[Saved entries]

= = = = =

#[cfg(test)]
mod tests {
    use super::*;
    use crate::http::{MockModerationApi, ModerationVerdict, BanphraseData};
    use relaybot_common::models::Platform;
    use serde_json::json;

    fn engine(api: MockModerationApi) -> BanphraseEngine {
        BanphraseEngine::new(Arc::new(api), PredicateTable::with_builtins(), BanphraseConfig::default())
    }

    fn no_api() -> MockModerationApi {
        let mut api = MockModerationApi::new();
        api.expect_test_message().never();
        api
    }

    fn pattern(p: &str, output: Option<&str>) -> BanphraseCodeSpec {
        BanphraseCodeSpec::Pattern { pattern: p.into(), output: output.map(str::to_string) }
    }

    fn channel_with_api(policy: Option<DowntimePolicy>) -> Channel {
        let mut ch = Channel::new(7, "forsen", Platform::Twitch);
        ch.banphrase_api_url = Some("https://api.example".into());
        ch.banphrase_api_downtime = policy;
        ch
    }

    #[tokio::test]
    async fn test_replacement_re_enters_the_chain() {
        let engine = engine(no_api());
        engine.create_ephemeral(&pattern("bad", Some("good")), BanphraseType::Replacement, None, None, 10).unwrap();
        engine.create_ephemeral(&pattern("good", None), BanphraseType::Denial, None, None, 5).unwrap();

        let result = engine.execute("bad", None, &BanphraseOptions::default()).await;
        assert!(!result.passed);
        assert_eq!(result.string, None);
    }

    #[tokio::test]
    async fn test_priority_order_decides_which_rule_sees_the_text() {
        let engine = engine(no_api());
        // runs after the replacement below, so never sees "bad"
        engine.create_ephemeral(&pattern("bad", None), BanphraseType::Denial, None, None, 1).unwrap();
        engine.create_ephemeral(&pattern("(?i)bad", Some("b*d")), BanphraseType::Replacement, None, None, 9).unwrap();

        let result = engine.execute("so BAD", None, &BanphraseOptions::default()).await;
        assert!(result.passed);
        assert_eq!(result.string.as_deref(), Some("so b*d"));
    }

    #[tokio::test]
    async fn test_custom_response_and_scoping() {
        let engine = engine(no_api());
        let spec = BanphraseCodeSpec::Phrase { phrase: "secret".into(), output: Some("Nope.".into()) };
        engine.create_ephemeral(&spec, BanphraseType::CustomResponse, Some(7), None, 1).unwrap();

        let here = Channel::new(7, "here", Platform::Twitch);
        let there = Channel::new(8, "there", Platform::Twitch);
        let opts = BanphraseOptions::default();

        let denied = engine.execute("a SECRET thing", Some(&here), &opts).await;
        assert_eq!(denied, BanphraseResult::denied(Some("Nope.".into())));

        let passed = engine.execute("a SECRET thing", Some(&there), &opts).await;
        assert!(passed.passed);
    }

    #[tokio::test]
    async fn test_platform_scoped_rule_for_private_messages() {
        let engine = engine(no_api());
        engine
            .create_ephemeral(&pattern("x", None), BanphraseType::Denial, None, Some(Platform::Discord), 1)
            .unwrap();

        let twitch = BanphraseOptions { platform: Some(Platform::Twitch), ..Default::default() };
        let discord = BanphraseOptions { platform: Some(Platform::Discord), ..Default::default() };
        assert!(engine.execute("x", None, &twitch).await.passed);
        assert!(!engine.execute("x", None, &discord).await.passed);
    }

    #[tokio::test]
    async fn test_api_ban_uses_api_response_rule() {
        let mut api = MockModerationApi::new();
        api.expect_test_message().times(1).returning(|_, _| {
            Ok(ModerationVerdict {
                banned: true,
                banphrase_data: Some(BanphraseData { phrase: Some("forsen".into()) }),
            })
        });
        let engine = engine(api);
        let spec = BanphraseCodeSpec::Phrase { phrase: "forsen".into(), output: Some("Custom API denial".into()) };
        engine.create_ephemeral(&spec, BanphraseType::ApiResponse, None, None, 1).unwrap();

        let ch = channel_with_api(None);
        let result = engine.execute("hi forsen", Some(&ch), &BanphraseOptions::default()).await;
        assert_eq!(result, BanphraseResult::denied(Some("Custom API denial".into())));
    }

    #[tokio::test]
    async fn test_api_ban_falls_back_to_default_response() {
        let mut api = MockModerationApi::new();
        api.expect_test_message()
            .returning(|_, _| Ok(ModerationVerdict { banned: true, banphrase_data: None }));
        let engine = engine(api);

        let ch = channel_with_api(None);
        let result = engine.execute("hi", Some(&ch), &BanphraseOptions::default()).await;
        assert!(!result.passed);
        assert_eq!(result.string, Some(BanphraseConfig::default().default_api_response));
    }

    #[tokio::test]
    async fn test_api_receives_truncated_message() {
        let mut api = MockModerationApi::new();
        api.expect_test_message()
            .withf(|url, message| url == "https://api.example" && message.chars().count() == 1000)
            .returning(|_, _| Ok(ModerationVerdict { banned: false, banphrase_data: None }));
        let engine = engine(api);

        let long = "a".repeat(1500);
        let ch = channel_with_api(None);
        let result = engine.execute(&long, Some(&ch), &BanphraseOptions::default()).await;
        assert_eq!(result.string.map(|s| s.len()), Some(1500));
    }

    #[tokio::test]
    async fn test_skip_api_option() {
        let engine = engine(no_api());
        let ch = channel_with_api(None);
        let opts = BanphraseOptions { skip_banphrase_api: true, ..Default::default() };
        assert!(engine.execute("hi", Some(&ch), &opts).await.passed);
    }

    async fn run_with_failure(policy: DowntimePolicy, error: ModerationError) -> BanphraseResult {
        let mut api = MockModerationApi::new();
        api.expect_test_message().returning(move |_, _| Err(error.clone()));
        let engine = engine(api);
        let ch = channel_with_api(Some(policy));
        engine.execute("hello", Some(&ch), &BanphraseOptions::default()).await
    }

    #[tokio::test]
    async fn test_downtime_policies() {
        let r = run_with_failure(DowntimePolicy::Ignore, ModerationError::Timeout).await;
        assert_eq!((r.string.as_deref(), r.passed, r.warn), (Some("hello"), true, true));

        let r = run_with_failure(DowntimePolicy::Notify, ModerationError::Timeout).await;
        assert_eq!(r.string.as_deref(), Some("⚠ hello"));
        assert!(r.passed && r.warn);

        let r = run_with_failure(DowntimePolicy::Nothing, ModerationError::Timeout).await;
        assert_eq!((r.string, r.passed), (None, false));

        let r = run_with_failure(DowntimePolicy::Whisper, ModerationError::Timeout).await;
        assert!(r.passed && r.private_message);
    }

    #[tokio::test]
    async fn test_refuse_policy_reasons() {
        let r = run_with_failure(DowntimePolicy::Refuse, ModerationError::Timeout).await;
        assert_eq!(r.string.as_deref(), Some("Cannot reply - banphrase API timed out."));
        assert!(!r.passed);

        let r = run_with_failure(DowntimePolicy::Refuse, ModerationError::Status(502)).await;
        assert_eq!(r.string.as_deref(), Some("Cannot reply - banphrase API returned status 502."));

        let r = run_with_failure(DowntimePolicy::Refuse, ModerationError::Other("dns".into())).await;
        assert_eq!(r.string.as_deref(), Some("Cannot reply - banphrase API is currently down."));
    }

    #[test]
    fn test_record_compilation() {
        let record = BanphraseRecord {
            banphrase_id: 3,
            code: json!({ "kind": "registered", "name": "links" }),
            banphrase_type: "Denial".into(),
            platform: Some("twitch".into()),
            channel_id: None,
            active: true,
            priority: 4,
            description: None,
        };
        let b = Banphrase::from_record(record.clone(), &PredicateTable::with_builtins()).unwrap();
        assert_eq!(b.id, BanphraseId::Persisted(3));
        assert_eq!(b.platform, Some(Platform::Twitch));

        let unknown = BanphraseRecord { code: json!({ "kind": "registered", "name": "nope" }), ..record };
        assert!(matches!(
            Banphrase::from_record(unknown, &PredicateTable::with_builtins()),
            Err(Error::NotFound(_))
        ));
    }
}
use std::sync::Arc;
use serde_json::Value;
use tracing::debug;

use relaybot_common::models::{
    Channel, CommandDefinition, CommandFlag, Filter, FilterData, FilterResponse, FilterType, Platform, User,
};
use crate::Error;
use super::{FilterRegistry, FilterScope};

/// Channel data property holding the stream's live state.
pub const STREAM_LIVE_PROPERTY: &str = "stream_live";

/// Everything [`FilterRegistry::execute`] needs to know about one invocation.
#[derive(Debug, Clone, Copy)]
pub struct FilterOptions<'a> {
    pub user: &'a User,
    pub channel: Option<&'a Channel>,
    pub platform: Platform,
    pub command: &'a CommandDefinition,
    pub invocation: &'a str,
    pub args: &'a [String],
    /// Administrators are not subject to filters.
    pub is_admin: bool,
}

impl<'a> FilterOptions<'a> {
    fn scope(&self, user: Option<i64>) -> FilterScope<'a> {
        FilterScope {
            user,
            channel: self.channel.map(|c| c.channel_id),
            command: Some(self.command.name.as_str()),
            invocation: Some(self.invocation),
            platform: Some(self.platform),
            skip_user_check: false,
        }
    }
}

#[derive(Debug, Clone)]
pub struct FilterDenial {
    /// `whitelist`, `arguments`, `opt-out`, `block`, `blacklist`,
    /// `online-only` or `offline-only`.
    pub reason: &'static str,
    pub filter: Option<Arc<Filter>>,
    pub reply: Option<String>,
}

impl FilterDenial {
    /// A blacklist entry for the user alone: banned from everything everywhere.
    pub fn is_global_ban(&self) -> bool {
        self.filter.as_ref().is_some_and(|f| {
            f.filter_type == FilterType::Blacklist
                && f.user.is_some()
                && f.channel.is_none()
                && f.command.is_none()
                && f.invocation.is_none()
                && f.platform.is_none()
        })
    }

    /// Whether the reply is the filter's stored reason, which may contain
    /// arbitrary text.
    pub fn replies_with_reason(&self) -> bool {
        self.filter.as_ref().is_some_and(|f| f.response == FilterResponse::Reason)
    }
}

#[derive(Debug, Clone)]
pub enum FilterOutcome {
    Allowed,
    Denied(FilterDenial),
}

impl FilterOutcome {
    pub fn is_allowed(&self) -> bool {
        matches!(self, FilterOutcome::Allowed)
    }
}

fn deny(reason: &'static str, filter: &Arc<Filter>, auto: impl FnOnce() -> Result<String, Error>) -> Result<FilterOutcome, Error> {
    let reply = match filter.response {
        FilterResponse::None => None,
        FilterResponse::Reason => filter.reason.clone(),
        FilterResponse::Auto => Some(auto()?),
    };
    Ok(FilterOutcome::Denied(FilterDenial { reason, filter: Some(filter.clone()), reply }))
}

fn arguments_reply(filter: &Filter) -> String {
    let scope = if filter.command.is_some() || filter.invocation.is_some() { "this" } else { "any" };
    let kind = if filter.invocation.is_some() { "command invocation" } else { "command" };
    format!("You cannot use {} {} with these arguments!", scope, kind)
}

fn blacklist_reply(filter: &Filter) -> Result<String, Error> {
    let thing = if filter.invocation.is_some() { "that command invocation" } else { "that command" };
    let targeted = filter.command.is_some() || filter.invocation.is_some();

    let reply = match (filter.channel.is_some(), filter.user.is_some(), targeted) {
        (true, true, true) => format!("You cannot execute {} in this channel.", thing),
        (true, false, true) => format!("{} cannot be executed in this channel.", capitalize(thing)),
        (true, true, false) => "You cannot execute any commands in this channel.".to_string(),
        (false, true, true) => format!("You cannot execute {} in any channel.", thing),
        (true, false, false) => "No commands can be executed in this channel.".to_string(),
        (false, false, true) => format!("{} cannot be executed anywhere.", capitalize(thing)),
        (false, true, false) => "You cannot execute any commands in any channel.".to_string(),
        (false, false, false) => {
            return Err(Error::Programmer(format!(
                "Blacklist filter {} has no channel, user, command or invocation set",
                filter.id
            )));
        }
    };
    Ok(reply)
}

fn capitalize(s: &str) -> String {
    let mut chars = s.chars();
    match chars.next() {
        Some(first) => first.to_uppercase().chain(chars).collect(),
        None => String::new(),
    }
}

/// The user a targeting command's first argument names, e.g. `@Forsen,`.
fn target_name(args: &[String]) -> Option<String> {
    let first = args.first()?;
    let name = first.trim_start_matches('@').trim_end_matches(',').to_lowercase();
    (!name.is_empty()).then_some(name)
}

impl FilterRegistry {
    /// Decides whether the invocation may run. Checks, in order: administrator
    /// bypass, whitelist, argument bans, opt-out and block, blacklist, then
    /// online/offline-only.
    pub async fn execute(&self, options: &FilterOptions<'_>) -> Result<FilterOutcome, Error> {
        if options.is_admin {
            return Ok(FilterOutcome::Allowed);
        }

        let user_scope = options.scope(Some(options.user.user_id));
        let command = options.command;

        if command.has_flag(CommandFlag::Whitelist) {
            let whitelisted = self.get_locals(Some(FilterType::Whitelist), &user_scope);
            if whitelisted.is_empty() {
                return Ok(FilterOutcome::Denied(FilterDenial {
                    reason: "whitelist",
                    filter: None,
                    reply: command.whitelist_response.clone(),
                }));
            }
        }

        for filter in self.get_locals(Some(FilterType::Arguments), &user_scope) {
            let FilterData::Arguments(matchers) = &filter.data else {
                continue;
            };
            if matchers.iter().any(|m| m.matches(options.args)) {
                debug!("Arguments filter {} matched {:?}", filter.id, options.args);
                return deny("arguments", &filter, || Ok(arguments_reply(&filter)));
            }
        }

        let targeting = command.has_flag(CommandFlag::OptOut) || command.has_flag(CommandFlag::Block);
        if let (true, Some(name), Some(users)) = (targeting, target_name(options.args), self.users.as_ref()) {
            if let Some(target) = users.get_by_name(&name).await? {
                let target_scope = options.scope(Some(target.user_id));

                if command.has_flag(CommandFlag::OptOut) {
                    if let Some(filter) = self.get_locals(Some(FilterType::OptOut), &target_scope).first() {
                        return deny("opt-out", filter, || {
                            Ok("That user has opted out from being the target of your command.".to_string())
                        });
                    }
                }

                if command.has_flag(CommandFlag::Block) {
                    let blocked = self
                        .get_locals(Some(FilterType::Block), &target_scope)
                        .into_iter()
                        .find(|f| f.blocked_user.is_none_or(|b| b == options.user.user_id));
                    if let Some(filter) = blocked {
                        return deny("block", &filter, || Ok("That user has blocked you from this command.".to_string()));
                    }
                }
            }
        }

        if let Some(filter) = self.get_locals(Some(FilterType::Blacklist), &user_scope).first() {
            return deny("blacklist", filter, || blacklist_reply(filter));
        }

        if let Some(channel) = options.channel {
            let offline_only = self.get_locals(Some(FilterType::OfflineOnly), &user_scope);
            let online_only = self.get_locals(Some(FilterType::OnlineOnly), &user_scope);
            if offline_only.is_empty() && online_only.is_empty() {
                return Ok(FilterOutcome::Allowed);
            }

            let live = self.is_live(channel).await?;
            if let (true, Some(filter)) = (live, offline_only.first()) {
                return deny("offline-only", filter, || {
                    Ok(format!("This command is only available while {} is offline!", channel.name))
                });
            }
            if let (false, Some(filter)) = (live, online_only.first()) {
                return deny("online-only", filter, || {
                    Ok(format!("This command is only available while {} is live!", channel.name))
                });
            }
        }

        Ok(FilterOutcome::Allowed)
    }

    async fn is_live(&self, channel: &Channel) -> Result<bool, Error> {
        let Some(properties) = self.properties.as_ref() else {
            return Ok(false);
        };
        let value = properties.channel_property(channel, STREAM_LIVE_PROPERTY).await?;
        Ok(matches!(value, Some(Value::Bool(true))))
    }
}
use std::any::Any;
use async_trait::async_trait;
use crate::error::Error;

/// A database transaction owned by exactly one command invocation.
#[async_trait]
pub trait CommandTransaction: Send {
    async fn commit(self: Box<Self>) -> Result<(), Error>;
    async fn rollback(self: Box<Self>) -> Result<(), Error>;

    /// Lets a command body reach the concrete transaction type it expects.
    fn as_any_mut(&mut self) -> &mut dyn Any;
}

#[async_trait]
pub trait TransactionProvider: Send + Sync {
    async fn begin(&self) -> Result<Box<dyn CommandTransaction>, Error>;
}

= = = = =

# Problem
Every line above from the line with "DowntimePolicy, error: ModerationError)" to the line with "assert_eq!((r.string, r.passed), (None, false));", both included, must be reproduced exactly, and no other line may appear.

# Response for this exercise
    async fn run_with_failure(policy: DowntimePolicy, error: ModerationError) -> BanphraseResult {
        let mut api = MockModerationApi::new();
        api.expect_test_message().returning(move |_, _| Err(error.clone()));
        let engine = engine(api);
        let ch = channel_with_api(Some(policy));
        engine.execute("hello", Some(&ch), &BanphraseOptions::default()).await
    }

    #[tokio::test]
    async fn test_downtime_policies() {
        let r = run_with_failure(DowntimePolicy::Ignore, ModerationError::Timeout).await;
        assert_eq!((r.string.as_deref(), r.passed, r.warn), (Some("hello"), true, true));

        let r = run_with_failure(DowntimePolicy::Notify, ModerationError::Timeout).await;
        assert_eq!(r.string.as_deref(), Some("⚠ hello"));
        assert!(r.passed && r.warn);

        let r = run_with_failure(DowntimePolicy::Nothing, ModerationError::Timeout).await;
        assert_eq!((r.string, r.passed), (None, false));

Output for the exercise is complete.